In the case of long COVID in particular, as well as any other symptoms reported to the doctor, it is important to note that there may also be sex-related differences in the way symptoms are perceived and reported, which could affect outcomes. results of the studies. For example, women with West Nile virus infection reported significantly more symptoms compared to men despite similar viral load in men and women.

Growing evidence suggests that autoantibodies, whose concentrations also exhibit sex-specific differences, play a crucial role in widespread multiorgan disease in long COVID patients. Pre-existing asthma, which is more common in women than men, has been reported to further increase the risk of developing long COVID.

Further characterization of predictors of long COVID, such as sex and comorbidities, could help identify patients at high risk of developing long COVID and enable early intervention to address their individual needs and improve outcomes.

Sexual Dimorphism in COVID-19: Gender Disparities
Figure: Sexual dimorphism in severity and mortality of COVID-19. Men experience more severe disease courses and more deaths related to COVID-19, but women appear to be at higher risk for long COVID. Therefore, we argue that sex should be taken into account in the treatment, monitoring and establishment of public health measures of COVID-19.

Conclusion

Taken together, there is evidence that sexual dimorphism in COVID-19 has potential implications that should be considered in the treatment of COVID-19 and the follow-up of patients predisposed to the development of long COVID-19, as well as for vaccine prioritization.

 While COVID-19 infections are more frequently associated with a severe course and higher mortality in men , women appear to be predisposed to long COVID.

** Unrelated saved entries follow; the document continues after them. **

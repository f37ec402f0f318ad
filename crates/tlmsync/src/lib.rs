//! Streaming frame synchronizer and record decoder for serial telemetry.
//!
//! tlmsync turns an unbounded byte stream into named telemetry readings:
//! reader → input queue → frame synchronizer → decode queue → record
//! decoder → your [`TelemetrySink`](decode::TelemetrySink).
//!
//! # Crate Structure
//!
//! - [`transport`]: Shared input queue and stream pump
//! - [`frame`]: Marker search, payload extraction, decode queue
//! - [`decode`]: Decode table, readings, record decoder
//! - [`Pipeline`]: One synchronizer and decoder driven by a single `tick`

pub mod pipeline;

pub use pipeline::{Pipeline, TickReport};

/// Re-export transport types.
pub mod transport {
    pub use tlmsync_transport::*;
}

/// Re-export frame types.
pub mod frame {
    pub use tlmsync_frame::*;
}

/// Re-export decode types.
pub mod decode {
    pub use tlmsync_decode::*;
}
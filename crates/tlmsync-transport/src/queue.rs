use std::collections::VecDeque;
use std::sync::{Arc, Mutex, MutexGuard, PoisonError};

use crate::error::{Result, TransportError};

/// Default number of byte codes buffered before the oldest are overwritten.
pub const DEFAULT_INPUT_CAPACITY: usize = 8 * 1024;

/// Smallest usable capacity: one full marker must fit.
pub const MIN_INPUT_CAPACITY: usize = 10;

/// Bounded, overwrite-on-full FIFO of raw byte codes.
///
/// Cloning the handle shares the storage, so one clone can live in a reader
/// thread while another is owned by the frame synchronizer. Bytes evicted by
/// an overflowing producer are counted in [`InputQueue::evicted`] so the
/// consumer can tell that positions it remembered are no longer valid.
#[derive(Clone)]
pub struct InputQueue {
    shared: Arc<Mutex<Inner>>,
}

struct Inner {
    bytes: VecDeque<u8>,
    capacity: usize,
    evicted: u64,
}

impl Inner {
    fn push(&mut self, code: u8) {
        if self.bytes.len() == self.capacity {
            self.bytes.pop_front();
            self.evicted += 1;
        }
        self.bytes.push_back(code);
    }
}

impl InputQueue {
    /// Create a queue with [`DEFAULT_INPUT_CAPACITY`].
    pub fn new() -> Self {
        Self::build(DEFAULT_INPUT_CAPACITY)
    }

    /// Create a queue holding at most `capacity` byte codes.
    pub fn with_capacity(capacity: usize) -> Result<Self> {
        if capacity < MIN_INPUT_CAPACITY {
            return Err(TransportError::CapacityTooSmall {
                requested: capacity,
                min: MIN_INPUT_CAPACITY,
            });
        }
        Ok(Self::build(capacity))
    }

    fn build(capacity: usize) -> Self {
        Self {
            shared: Arc::new(Mutex::new(Inner {
                bytes: VecDeque::with_capacity(capacity),
                capacity,
                evicted: 0,
            })),
        }
    }

    /// Append one byte code, evicting the oldest if the queue is full.
    pub fn push(&self, code: u8) {
        self.lock_inner().push(code);
    }

    /// Append a run of byte codes under a single lock.
    pub fn extend(&self, codes: &[u8]) {
        let mut inner = self.lock_inner();
        for &code in codes {
            inner.push(code);
        }
    }

    /// Lock the queue for consumption.
    ///
    /// The guard is held for the duration of one synchronizer pass; the
    /// producer blocks on [`push`](Self::push) meanwhile.
    pub fn lock(&self) -> InputGuard<'_> {
        InputGuard {
            inner: self.lock_inner(),
        }
    }

    /// Number of byte codes currently buffered.
    pub fn len(&self) -> usize {
        self.lock_inner().bytes.len()
    }

    /// Returns true when nothing is buffered.
    pub fn is_empty(&self) -> bool {
        self.len() == 0
    }

    /// Maximum number of buffered byte codes.
    pub fn capacity(&self) -> usize {
        self.lock_inner().capacity
    }

    /// Total byte codes overwritten because the queue was full.
    pub fn evicted(&self) -> u64 {
        self.lock_inner().evicted
    }

    fn lock_inner(&self) -> MutexGuard<'_, Inner> {
        // A panicking producer leaves the deque structurally intact.
        self.shared.lock().unwrap_or_else(PoisonError::into_inner)
    }
}

impl Default for InputQueue {
    fn default() -> Self {
        Self::new()
    }
}

impl std::fmt::Debug for InputQueue {
    fn fmt(&self, f: &mut std::fmt::Formatter<'_>) -> std::fmt::Result {
        let inner = self.lock_inner();
        f.debug_struct("InputQueue")
            .field("len", &inner.bytes.len())
            .field("capacity", &inner.capacity)
            .field("evicted", &inner.evicted)
            .finish()
    }
}

/// Exclusive consumer view of an [`InputQueue`].
pub struct InputGuard<'a> {
    inner: MutexGuard<'a, Inner>,
}

impl InputGuard<'_> {
    /// Byte code at `index` from the front, if present.
    pub fn get(&self, index: usize) -> Option<u8> {
        self.inner.bytes.get(index).copied()
    }

    /// Number of byte codes currently buffered.
    pub fn len(&self) -> usize {
        self.inner.bytes.len()
    }

    /// Returns true when nothing is buffered.
    pub fn is_empty(&self) -> bool {
        self.inner.bytes.is_empty()
    }

    /// Remove and return the front byte code.
    pub fn pop_front(&mut self) -> Option<u8> {
        self.inner.bytes.pop_front()
    }

    /// Remove up to `count` byte codes from the front, returning how many were removed.
    pub fn drain_front(&mut self, count: usize) -> usize {
        let count = count.min(self.inner.bytes.len());
        self.inner.bytes.drain(..count);
        count
    }

    /// Copy `len` byte codes starting at `start` without consuming them.
    pub fn copy_range(&self, start: usize, len: usize) -> Option<Vec<u8>> {
        let end = start.checked_add(len)?;
        if end > self.inner.bytes.len() {
            return None;
        }
        Some(self.inner.bytes.range(start..end).copied().collect())
    }

    /// Total byte codes overwritten because the queue was full.
    pub fn evicted(&self) -> u64 {
        self.inner.evicted
    }
}
//! Byte-code hand-off between a serial reader and the frame synchronizer.
//!
//! This is the lowest layer of tlmsync. A reader (usually [`StreamPump`] on
//! its own thread) appends raw byte codes to an [`InputQueue`]; the frame
//! synchronizer holds a clone of the same queue and consumes it strictly
//! front-to-back.
//!
//! Opening and configuring the physical port is left to the caller: anything
//! implementing [`std::io::Read`] can be pumped.

pub mod error;
pub mod pump;
pub mod queue;

pub use error::{Result, TransportError};
pub use pump::{StreamPump, READ_CHUNK_SIZE};
pub use queue::{InputGuard, InputQueue, DEFAULT_INPUT_CAPACITY, MIN_INPUT_CAPACITY};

Although the overall molecular mechanisms do not differ between males and females, differences in the expression patterns of several cell surface proteins responsible for virus attachment and entry, as well as sex-specific differences in stress and immune response, likely contribute to the sexual dimorphism observed in COVID-19.

A reanalysis of our own data regarding sexual dimorphism suggests that male patients have higher expression of ACE2 and inflammatory markers in the coronary tree than female patients with similar cardiovascular diseases. This could further highlight a specific predisposition of men to have a higher susceptibility to severe and fatal COVID-19.

Lifestyle and behavioral factors , differences in the presence of comorbidities, and sex-specific risk factors also contribute to sexual dimorphism in COVID-19 and should always be taken into account. Although clear mechanisms are not yet known to explain sexual dimorphism in COVID-19, there are many possible clues, some of which deserve further exploration.